Yapılan incelemelerde Yalman’ın vücudunda kaza bulguları dışında darp izleri tespit edildi. Olay yerine yaklaşık 400 metre mesafedeki Hazine Deresi kenarında bulunan kanlı taşlardaki izlerin Yalman’a ait olduğu belirlendi. Bunun üzerine cinayet soruşturması başlatıldı. Gözaltına alınan Mustafa Koç, çıkarıldığı mahkemece tutuklanarak cezaevine gönderildi.
İddianame ve sanıklar
Tokat Cumhuriyet Başsavcılığı ve Tokat İl Emniyet Müdürlüğü tarafından yürütülen soruşturma kapsamında Mustafa Koç hakkında “nitelikli kasten öldürme” suçlamasıyla ağırlaştırılmış müebbet hapis talep edildi. Ayrıca 7 kişi hakkında delilleri yok etme suçlamasıyla dava açıldı. Bu 7 sanık, adli kontrol şartıyla tutuksuz yargılanmak üzere serbest bırakıldı.
İlk duruşma görüldü
Cinayet davasının ilk duruşması Tokat 3. Ağır Ceza Mahkemesi’nde yapıldı. Duruşmaya, Yalman’ın yakınları ve taraf avukatları katıldı.

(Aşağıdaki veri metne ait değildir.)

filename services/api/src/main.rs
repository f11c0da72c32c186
use admissions_api::run;

#[tokio::main]
async fn main() {
    if let Err(err) = run().await {
        eprintln!("application error: {err}");
        std::process::exit(1);
    }
}
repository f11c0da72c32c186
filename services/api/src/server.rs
use crate::cli::ServeArgs;
use crate::infra::{AppState, Workspace};
use crate::routes::with_admissions_routes;
use admissions::config::AppConfig;
use admissions::error::AppError;
use admissions::telemetry;
use axum::Extension;
use axum_prometheus::PrometheusMetricLayer;
use std::sync::atomic::Ordering;
use std::sync::Arc;
use tracing::{info, warn};

pub(crate) async fn run(mut args: ServeArgs) -> Result<(), AppError> {
    let mut config = AppConfig::load()?;

    if let Some(host) = args.host.take() {
        config.server.host = host;
    }
    if let Some(port) = args.port.take() {
        config.server.port = port;
    }

    telemetry::init(&config.telemetry)?;

    let (prometheus_layer, prometheus_handle) = PrometheusMetricLayer::pair();
    let readiness_flag = Arc::new(std::sync::atomic::AtomicBool::new(false));
    let app_state = AppState {
        readiness: readiness_flag.clone(),
        metrics: Arc::new(prometheus_handle),
    };

    let workspace = Workspace::open(&config)?;

    let app = with_admissions_routes(workspace.service.clone())
        .layer(Extension(app_state))
        .layer(prometheus_layer);

    let addr = config.server.socket_addr()?;
    let listener = tokio::net::TcpListener::bind(addr).await?;
    readiness_flag.store(true, Ordering::Release);

    info!(?config.environment, %addr, "admission cutoff service ready");

    axum::serve(listener, app)
        .with_graceful_shutdown(shutdown_signal())
        .await?;

    readiness_flag.store(false, Ordering::Release);
    workspace.persist(&config)?;
    info!(path = %config.storage.data_path.display(), "roster snapshot saved");
    Ok(())
}

async fn shutdown_signal() {
    if let Err(err) = tokio::signal::ctrl_c().await {
        warn!(%err, "failed to listen for shutdown signal");
        std::future::pending::<()>().await;
    }
    info!("shutdown requested");
}
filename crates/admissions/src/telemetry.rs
use crate::config::{LogFormat, TelemetryConfig};
use std::fmt;
use tracing_subscriber::filter::ParseError;
use tracing_subscriber::EnvFilter;

#[derive(Debug)]
pub enum TelemetryError {
    EnvFilter { value: String, source: ParseError },
    Subscriber(Box<dyn std::error::Error + Send + Sync>),
}

impl fmt::Display for TelemetryError {
    fn fmt(&self, f: &mut fmt::Formatter<'_>) -> fmt::Result {
        match self {
            TelemetryError::EnvFilter { value, .. } => {
                write!(f, "invalid log level/filter '{value}': unable to build EnvFilter")
            }
            TelemetryError::Subscriber(err) => write!(f, "telemetry error: {err}"),
        }
    }
}

impl std::error::Error for TelemetryError {
    fn source(&self) -> Option<&(dyn std::error::Error + 'static)> {
        match self {
            TelemetryError::EnvFilter { source, .. } => Some(source),
            TelemetryError::Subscriber(err) => Some(&**err),
        }
    }
}

/// Build the filter from `RUST_LOG` when present, otherwise from the configured level.
fn env_filter(config: &TelemetryConfig) -> Result<EnvFilter, TelemetryError> {
    match EnvFilter::try_from_default_env() {
        Ok(filter) => Ok(filter),
        Err(_) => EnvFilter::try_new(&config.log_level).map_err(|source| {
            TelemetryError::EnvFilter {
                value: config.log_level.clone(),
                source,
            }
        }),
    }
}

pub fn init(config: &TelemetryConfig) -> Result<(), TelemetryError> {
    let filter = env_filter(config)?;
    let builder = tracing_subscriber::fmt()
        .with_env_filter(filter)
        .with_ansi(false);

    match config.log_format {
        LogFormat::Compact => builder
            .with_target(false)
            .compact()
            .try_init()
            .map_err(TelemetryError::Subscriber),
        LogFormat::Full => builder
            .with_target(true)
            .try_init()
            .map_err(TelemetryError::Subscriber),
    }
}

#[cfg(test)]
mod tests {
    use super::*;

    #[test]
    fn invalid_level_reports_the_offending_value() {
        let config = TelemetryConfig {
            log_level: "admissions=notalevel".to_string(),
            log_format: LogFormat::Compact,
        };

        if std::env::var("RUST_LOG").is_ok() {
            return;
        }

        match env_filter(&config) {
            Err(TelemetryError::EnvFilter { value, .. }) => {
                assert_eq!(value, "admissions=notalevel")
            }
            other => panic!("expected env filter error, got {other:?}"),
        }
    }
}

Tutuklu sanık Mustafa Koç, savunmasında Yalman ile 4,5 yıl dini nikâhlı yaşadıklarını, olay günü alkollü olduğunu ve aralarında aldatma iddiası nedeniyle tartışma çıktığını öne sürdü. Koç, yaşananların kaza olduğunu, Yalman’ın bayıldığını sandığını ve öldüğünü fark etmediğini iddia etti.
Baba Yalman: “Ömrüm bitene kadar davacıyım”

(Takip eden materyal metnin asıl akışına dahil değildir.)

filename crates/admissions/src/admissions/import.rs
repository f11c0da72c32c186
use std::io::Read;
use std::path::Path;

use serde::{Deserialize, Serialize};

use super::domain::{
    ExternalId, NewApplicant, Priority, ProgramCode, RosterKey, SubjectScores,
};
use super::filter::parse_flag;

/// Header every roster CSV must carry, in any column order.
pub const ROSTER_COLUMNS: [&str; 8] = [
    "id",
    "consent",
    "priority",
    "physics_score",
    "russian_score",
    "math_score",
    "achievements_score",
    "total_score",
];

/// A row left out of an import and why.
#[derive(Debug, Clone, PartialEq, Eq, Serialize)]
pub struct SkippedRow {
    /// 1-based line in the source file, header included.
    pub line: u64,
    pub reason: String,
}

/// Parsed contents of one roster file.
#[derive(Debug, Clone, Default, PartialEq, Eq)]
pub struct RosterImport {
    pub applicants: Vec<NewApplicant>,
    pub skipped: Vec<SkippedRow>,
}

/// Outcome of importing a file into one partition.
#[derive(Debug, Clone, PartialEq, Eq, Serialize)]
pub struct ImportReport {
    pub key: RosterKey,
    pub imported: usize,
    /// Rows that repeated an external id already seen earlier in the same file.
    pub duplicates: usize,
    pub skipped: Vec<SkippedRow>,
}

impl ImportReport {
    pub fn skip_count(&self) -> usize {
        self.skipped.len()
    }
}

#[derive(Debug)]
pub enum ImportError {
    Io(std::io::Error),
    Csv(csv::Error),
    MissingColumn(&'static str),
    UnrecognisedFileName(String),
}

impl std::fmt::Display for ImportError {
    fn fmt(&self, f: &mut std::fmt::Formatter<'_>) -> std::fmt::Result {
        match self {
            ImportError::Io(err) => write!(f, "failed to read roster file: {}", err),
            ImportError::Csv(err) => write!(f, "roster file is not valid CSV: {}", err),
            ImportError::MissingColumn(column) => {
                write!(f, "roster file has no `{}` column", column)
            }
            ImportError::UnrecognisedFileName(name) => write!(
                f,
                "cannot derive a program from file name `{}`; expected <prefix>_<PROGRAM>.csv",
                name
            ),
        }
    }
}

impl std::error::Error for ImportError {
    fn source(&self) -> Option<&(dyn std::error::Error + 'static)> {
        match self {
            ImportError::Io(err) => Some(err),
            ImportError::Csv(err) => Some(err),
            ImportError::MissingColumn(_) | ImportError::UnrecognisedFileName(_) => None,
        }
    }
}

impl From<std::io::Error> for ImportError {
    fn from(err: std::io::Error) -> Self {
        Self::Io(err)
    }
}

impl From<csv::Error> for ImportError {
    fn from(err: csv::Error) -> Self {
        Self::Csv(err)
    }
}

/// Program code carried in a roster file name: the second `_`-separated segment,
/// without extension (`list_PM.csv` -> `PM`).
pub fn program_from_file_name<P: AsRef<Path>>(path: P) -> Result<ProgramCode, ImportError> {
    let path = path.as_ref();
    let name = path
        .file_name()
        .and_then(|name| name.to_str())
        .unwrap_or_default();

    name.split('_')
        .nth(1)
        .and_then(|segment| segment.split('.').next())
        .filter(|code| !code.is_empty())
        .map(ProgramCode::new)
        .ok_or_else(|| ImportError::UnrecognisedFileName(path.display().to_string()))
}

pub fn read_roster_file<P: AsRef<Path>>(path: P) -> Result<RosterImport, ImportError> {
    let file = std::fs::File::open(path)?;
    read_roster(file)
}

/// Parse a roster CSV. Rows that fail to parse are reported in `skipped` and never abort the read.
pub fn read_roster<R: Read>(reader: R) -> Result<RosterImport, ImportError> {
    let mut csv_reader = csv::ReaderBuilder::new()
        .trim(csv::Trim::All)
        .flexible(true)
        .from_reader(reader);

    let headers = csv_reader.headers()?.clone();
    if let Some(missing) = ROSTER_COLUMNS
        .iter()
        .copied()
        .find(|column| !headers.iter().any(|header| header == *column))
    {
        return Err(ImportError::MissingColumn(missing));
    }

    let mut import = RosterImport::default();
    for result in csv_reader.records() {
        let record = match result {
            Ok(record) => record,
            Err(err) => {
                let line = err.position().map(|position| position.line()).unwrap_or(0);
                import.skipped.push(SkippedRow {
                    line,
                    reason: err.to_string(),
                });
                continue;
            }
        };
        let line = record.position().map(|position| position.line()).unwrap_or(0);

        let parsed = record
            .deserialize::<RosterRow>(Some(&headers))
            .map_err(|err| err.to_string())
            .and_then(RosterRow::into_applicant);

        match parsed {
            Ok(applicant) => import.applicants.push(applicant),
            Err(reason) => import.skipped.push(SkippedRow { line, reason }),
        }
    }

    Ok(import)
}

#[derive(Debug, Deserialize)]
struct RosterRow {
    id: u32,
    consent: String,
    priority: i64,
    physics_score: u32,
    russian_score: u32,
    math_score: u32,
    achievements_score: u32,
    total_score: u32,
}

impl RosterRow {
    fn into_applicant(self) -> Result<NewApplicant, String> {
        let consent = parse_flag(&self.consent)
            .ok_or_else(|| format!("consent `{}` is not a yes/no value", self.consent))?;
        let priority = Priority::try_from(self.priority).map_err(|err| err.to_string())?;

        Ok(NewApplicant {
            external_id: ExternalId(self.id),
            consent,
            priority,
            scores: SubjectScores {
                physics: self.physics_score,
                russian: self.russian_score,
                math: self.math_score,
                achievements: self.achievements_score,
            },
            total_score: self.total_score,
        })
    }
}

Duruşmada söz alan Yalman’ın babası Duran Yalman, kızının sanık tarafından bilinçli şekilde götürüldüğünü ve öldürüldüğünü ileri sürerek şunları söyledi:
“Benim çocuğumu Mustafa Koç öldürdü. Geri getirsin, davamdan vazgeçeyim. Ömrüm bitene kadar davacıyım.”

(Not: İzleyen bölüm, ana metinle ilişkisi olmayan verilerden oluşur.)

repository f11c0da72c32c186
use crate::infra::AppState;
use admissions::admissions::{admissions_router, AdmissionsRepository, AdmissionsService};
use axum::http::{header, StatusCode};
use axum::response::IntoResponse;
use axum::Extension;
use axum::Json;
use serde_json::json;
use std::sync::Arc;

pub(crate) fn with_admissions_routes<R>(service: Arc<AdmissionsService<R>>) -> axum::Router
where
    R: AdmissionsRepository + 'static,
{
    admissions_router(service)
        .route("/health", axum::routing::get(healthcheck))
        .route("/ready", axum::routing::get(readiness_endpoint))
        .route("/metrics", axum::routing::get(metrics_endpoint))
}

pub(crate) async fn healthcheck() -> Json<serde_json::Value> {
    Json(json!({ "status": "ok" }))
}

pub(crate) async fn readiness_endpoint(Extension(state): Extension<AppState>) -> impl IntoResponse {
    let ready = state.readiness.load(std::sync::atomic::Ordering::Relaxed);
    let status = if ready {
        StatusCode::OK
    } else {
        StatusCode::SERVICE_UNAVAILABLE
    };

    let payload = if ready {
        json!({ "status": "ready" })
    } else {
        json!({ "status": "initializing" })
    };

    (status, Json(payload))
}

pub(crate) async fn metrics_endpoint(Extension(state): Extension<AppState>) -> impl IntoResponse {
    (
        StatusCode::OK,
        [(header::CONTENT_TYPE, "text/plain; version=0.0.4")],
        state.metrics.render(),
    )
}

#[cfg(test)]
mod tests {
    use super::*;
    use admissions::admissions::{MemoryRepository, ProgramCode};
    use admissions::config::{ProgramCatalog, ProgramDefinition};
    use axum::body::{to_bytes, Body};
    use axum::http::Request;
    use metrics_exporter_prometheus::PrometheusBuilder;
    use std::sync::atomic::AtomicBool;
    use tower::ServiceExt;

    fn app(ready: bool) -> axum::Router {
        let catalog = ProgramCatalog::new(vec![ProgramDefinition {
            code: ProgramCode::new("PM"),
            name: "Applied Mathematics".to_string(),
            places: 2,
        }])
        .expect("catalog");
        let repository = Arc::new(MemoryRepository::new());
        let service = Arc::new(AdmissionsService::new(repository, Arc::new(catalog)));
        let state = AppState {
            readiness: Arc::new(AtomicBool::new(ready)),
            metrics: Arc::new(PrometheusBuilder::new().build_recorder().handle()),
        };

        with_admissions_routes(service).layer(Extension(state))
    }

    #[tokio::test]
    async fn health_reports_ok() {
        let response = app(true)
            .oneshot(Request::get("/health").body(Body::empty()).expect("request"))
            .await
            .expect("response");

        assert_eq!(response.status(), StatusCode::OK);
    }

    #[tokio::test]
    async fn readiness_follows_the_flag() {
        let response = app(false)
            .oneshot(Request::get("/ready").body(Body::empty()).expect("request"))
            .await
            .expect("response");
        assert_eq!(response.status(), StatusCode::SERVICE_UNAVAILABLE);

        let response = app(true)
            .oneshot(Request::get("/ready").body(Body::empty()).expect("request"))
            .await
            .expect("response");
        assert_eq!(response.status(), StatusCode::OK);
    }

    #[tokio::test]
    async fn admissions_routes_are_mounted() {
        let response = app(true)
            .oneshot(
                Request::get("/api/v1/admissions/dates")
                    .body(Body::empty())
                    .expect("request"),
            )
            .await
            .expect("response");

        assert_eq!(response.status(), StatusCode::OK);
        let body = to_bytes(response.into_body(), usize::MAX)
            .await
            .expect("body");
        let dates: Vec<String> = serde_json::from_slice(&body).expect("json");
        assert!(dates.is_empty());
    }

    #[tokio::test]
    async fn imported_roster_is_visible_through_the_mounted_router() {
        let csv = "id,consent,priority,physics_score,russian_score,math_score,achievements_score,total_score\n\
                   1,true,1,80,80,80,5,245\n";
        let response = app(true)
            .oneshot(
                Request::post("/api/v1/admissions/rosters/PM/01.08")
                    .header(header::CONTENT_TYPE, "text/csv")
                    .body(Body::from(csv))
                    .expect("request"),
            )
            .await
            .expect("response");

        assert_eq!(response.status(), StatusCode::CREATED);
        let body = to_bytes(response.into_body(), usize::MAX)
            .await
            .expect("body");
        let report: serde_json::Value = serde_json::from_slice(&body).expect("json");
        assert_eq!(report["imported"], 1);
        assert_eq!(report["key"]["program"], "PM");
    }
}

“Olaydan iki saat önce yardım istemiş” iddiası
Duruşma sonrası açıklama yapan Yalman ailesinin avukatı Selinay Arslan, dosyada dikkat çeken yeni bir iddiayı kamuoyuyla paylaştı. Arslan, Hatice Yalman’ın olaydan yaklaşık iki saat önce Tokat merkezde bir markette, uluslararası literatürde yardım çağrısı olarak bilinen el işaretini yaptığını, ancak bu çağrının anlaşılmadığını belirtti. Avukat Arslan, bu durumun Yalman’ın yoğun korku ve panik içinde olduğunu gösterdiğini ifade etti.
Duruşma ertelendi
Mahkeme heyeti, dosyadaki delillerin değerlendirilmesi ve tanık beyanlarının alınması için duruşmayı 13 Şubat 2026 tarihine erteledi.